A l’est de Porto, entre Falasorma (vallée du Fangu) au nord et Deux-Sorru au sud, le Sevi Ingretu (Sevi intérieur) est constitué de trois vallées à peu près parallèles. Orienté sud-ouest – nord-est, l’ensemble s’adosse d’un côté au Sevi Infora, dont les crêtes surplombent le golfe de Porto, et vient s’appuyer de l’autre côté sur les hauts reliefs du massif du Cintu (1).
La vallée la plus septentrionale recouvre le bassin versant de la Lonca, affluent de la rivière de Porto. Elle est coupée visuellement et physiquement des vallées d’Ota et de Porto par le haut verrou rocheux qui garde l’entrée des gorges de Spelunca. Etroite et pentue en aval, la cuvette de la Lonca s’ouvre en partie haute, au pied de la haute montagne : nous sommes ici sur les versants sud de la chaîne de sommets qui mène droit au Monte Cintu, via le Capu Tafunatu et la Paglia Orba. Aucune route ne vient rompre l’isolement de cette vallée perchée ni la tranquillité de ses paysages naturels.
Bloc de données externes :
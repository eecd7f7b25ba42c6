//! Shared proxy contract: read credential, call upstream, normalise the outcome.
//!
//! Outcome classification is evaluated in a fixed order:
//! 1. transport failure      -> 503, generic message
//! 2. upstream 4xx/5xx       -> upstream status, upstream message, raw body
//! 3. falsy business flag    -> payload status (4xx/5xx) or 400
//! 4. otherwise              -> upstream status + body, verbatim

use std::collections::HashMap;

use axum::{
    extract::Request,
    http::{header, StatusCode},
    response::{IntoResponse, Response},
    Json,
};
use serde_json::Value;

use dashgate_core::envelope::GENERIC_FAILURE_MESSAGE;
use dashgate_core::ErrorEnvelope;

use crate::app::errors;
use crate::app::GatewayState;
use crate::context::RequestContext;
use crate::operations::{BodyKind, Operation};
use crate::upstream::{UpstreamBody, UpstreamError, UpstreamResponse};

/// Inbound JSON bodies larger than this are rejected before reaching upstream.
pub const MAX_JSON_BODY: usize = 2 * 1024 * 1024;

#[derive(Debug, Clone, PartialEq)]
pub enum Outcome {
    Success { status: StatusCode, data: Value },
    Failure(ErrorEnvelope),
}

impl IntoResponse for Outcome {
    fn into_response(self) -> Response {
        match self {
            Outcome::Success { status, data } => (status, Json(data)).into_response(),
            Outcome::Failure(envelope) => errors::envelope_response(envelope),
        }
    }
}

/// Run one operation end to end. Never panics, always produces an outcome.
pub async fn forward(
    op: &'static Operation,
    state: &GatewayState,
    ctx: &RequestContext,
    params: &HashMap<String, String>,
    query: Option<&str>,
    request: Request,
) -> Outcome {
    let path = match interpolate(op.upstream, params) {
        Ok(path) => path,
        Err(envelope) => return Outcome::Failure(envelope),
    };

    let body = match read_body(op.body, request).await {
        Ok(body) => body,
        Err(envelope) => return Outcome::Failure(envelope),
    };

    // A missing credential is not fatal here: upstream is the authority on auth.
    let credential = if op.authenticated { ctx.credential() } else { None };

    let result = state
        .upstream
        .call(op.method.clone(), &path, query, body, credential)
        .await;

    let outcome = classify(result);
    let request_id = ctx.request_id();
    match &outcome {
        Outcome::Success { status, .. } => {
            tracing::debug!(%request_id, operation = op.name, status = status.as_u16(), "proxied");
        }
        Outcome::Failure(envelope) if envelope.status == 503 => {
            tracing::warn!(%request_id, operation = op.name, "upstream unreachable");
        }
        Outcome::Failure(envelope) => {
            tracing::info!(
                %request_id,
                operation = op.name,
                status = envelope.status,
                "upstream rejected request"
            );
        }
    }
    outcome
}

/// Map an upstream result onto the normalised vocabulary.
pub fn classify(result: Result<UpstreamResponse, UpstreamError>) -> Outcome {
    let response = match result {
        Ok(response) => response,
        Err(err) => {
            tracing::debug!(error = %err, "no response from upstream");
            return Outcome::Failure(ErrorEnvelope::no_response());
        }
    };

    let UpstreamResponse { status, data } = response;

    if status.is_client_error() || status.is_server_error() {
        return Outcome::Failure(ErrorEnvelope::from_payload(
            status.as_u16(),
            data,
            status.canonical_reason().unwrap_or(GENERIC_FAILURE_MESSAGE),
        ));
    }

    if !business_success(&data) {
        let status = payload_error_status(&data).unwrap_or(400);
        let fallback = StatusCode::from_u16(status)
            .ok()
            .and_then(|s| s.canonical_reason())
            .unwrap_or(GENERIC_FAILURE_MESSAGE);
        return Outcome::Failure(ErrorEnvelope::from_payload(status, data, fallback));
    }

    Outcome::Success { status, data }
}

/// The payload's own success flag.
///
/// `success` wins when present, by truthiness. Otherwise a `status` of
/// `false`, `0`, `null`, `""` or an HTTP error code marks a failure. Any
/// other `status` belongs to the domain record and is left alone.
pub fn business_success(data: &Value) -> bool {
    if let Some(flag) = data.get("success") {
        return truthy(flag);
    }
    match data.get("status") {
        Some(Value::Number(n)) if n.as_u64().is_some_and(|s| (400..=599).contains(&s)) => false,
        Some(status) => truthy(status),
        None => true,
    }
}

fn truthy(value: &Value) -> bool {
    match value {
        Value::Null => false,
        Value::Bool(b) => *b,
        Value::Number(n) => n.as_f64().is_some_and(|f| f != 0.0),
        Value::String(s) => !s.is_empty(),
        Value::Array(_) | Value::Object(_) => true,
    }
}

fn payload_error_status(data: &Value) -> Option<u16> {
    ["status", "statusCode", "code"]
        .iter()
        .filter_map(|key| data.get(*key).and_then(Value::as_u64))
        .find(|s| (400..=599).contains(s))
        .and_then(|s| u16::try_from(s).ok())
}

/// Substitute `{name}` placeholders. Every path param is a numeric id.
pub fn interpolate(template: &str, params: &HashMap<String, String>) -> Result<String, ErrorEnvelope> {
    let mut out = String::with_capacity(template.len());
    let mut rest = template;

    while let Some(start) = rest.find('{') {
        out.push_str(&rest[..start]);
        let Some(len) = rest[start..].find('}') else {
            break;
        };
        let name = &rest[start + 1..start + len];
        let id = params
            .get(name)
            .and_then(|raw| raw.parse::<u64>().ok())
            .ok_or_else(|| ErrorEnvelope::bad_request("Invalid id"))?;
        out.push_str(&id.to_string());
        rest = &rest[start + len + 1..];
    }
    out.push_str(rest);

    Ok(out)
}

async fn read_body(kind: BodyKind, request: Request) -> Result<UpstreamBody, ErrorEnvelope> {
    match kind {
        BodyKind::None => Ok(UpstreamBody::Empty),
        BodyKind::Json => {
            let bytes = axum::body::to_bytes(request.into_body(), MAX_JSON_BODY)
                .await
                .map_err(|_| ErrorEnvelope::new(413, "Request body too large"))?;
            if bytes.is_empty() {
                Ok(UpstreamBody::Empty)
            } else {
                Ok(UpstreamBody::Json(bytes))
            }
        }
        BodyKind::Stream => {
            let content_type = request.headers().get(header::CONTENT_TYPE).cloned();
            Ok(UpstreamBody::Stream {
                body: request.into_body(),
                content_type,
            })
        }
    }
}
Au centre, séparée de la Lonca par une crête culminant au Capu a Cuculla (2049 m), la vallée d’Aïtone, où coule la rivière éponyme, relie Porto et Ota au col de Verghju en passant par Evisa. C’est une voie de passage majeure entre la côte occidentale et l’intérieur de l’île : passé le col de Verghju, brèche ouverte entre les massifs du Cintu et du Ritondu, la RD84 bascule vers le Niolu et le sillon central. La vallée d’Aïtone se subdivise en trois étages, correspondant à autant de sites emblématiques des paysages insulaires. Dans la partie la plus basse, les eaux réunies de l’Aïtone et de la Tavulella ont creusé les gorges de Spelunca, grandiose et vertigineuse percée dans la masse du granite. La RD84 qui serpente au-dessus du défilé dégage de belles vues sur le golfe de Porto. Plus haut, Evisa, haut lieu de la montagne corse, a tourné le dos au chaos de Spelunca pour se développer sur un replat du versant ensoleillé. Le minéral s’efface ici derrière la châtaigneraie qui ceint le village et semble le protéger en tenant les reliefs à distance. Au-dessus du bourg commence le domaine du pin laricio et du hêtre : c’est la forêt d’Aïtone, l’une des plus belles et des plus vastes de Corse (2400 ha), annonçant l’approche de la haute montagne. La RD84 n’émerge de cet océan végétal qu’au débouché du col de Verghju.
Au sud, la vallée de Tavulella, comme ses voisines, est isolée des vallées littorales par la présence d’un verrou rocheux. Elle n’est que partiellement desservie par la route menant aux villages de Marignana et Cristinacce. On retrouve ici la châtaigneraie autour des noyaux d’habitation, mais en amont, les prairies extensives et les pâturages ont remplacé la forêt. Celle-ci subsiste sous la forme de hêtraies relictuelles accrochées sous les crêtes qui descendent du massif du Ritondu (2 – La moyenne vallée de la Tavulella vue depuis le sentier de Marignana à Tassu. On distingue au fond le village de Cristinacce).
L’ensemble se caractérise ainsi par la répétition, sous trois variantes, d’une séquence typique de la transition entre la moyenne et la haute montagne. Des gorges étroites entaillent la barrière montagneuse, et donnent accès à une vallée glaciaire au profil plus ouvert, où les paysages se transforment progressivement en fonction de l’occupation des sols et de l’altitude. C’est aussi par ce type de vallées pénétrantes que le bord de mer communique avec les sommets. Le Sevi ingrentu fait partie de ces maillons clés, de ces espaces géographiques et paysagers majeurs qui assurent l’articulation entre la Corse littorale et celle des montagnes. Sa découverte est favorisée par l’existence d’un réseau dense de chemins de randonnée, dont beaucoup perpétuent le tracé des anciennes voies de transhumance qu’empruntaient bergers et troupeaux (3-4).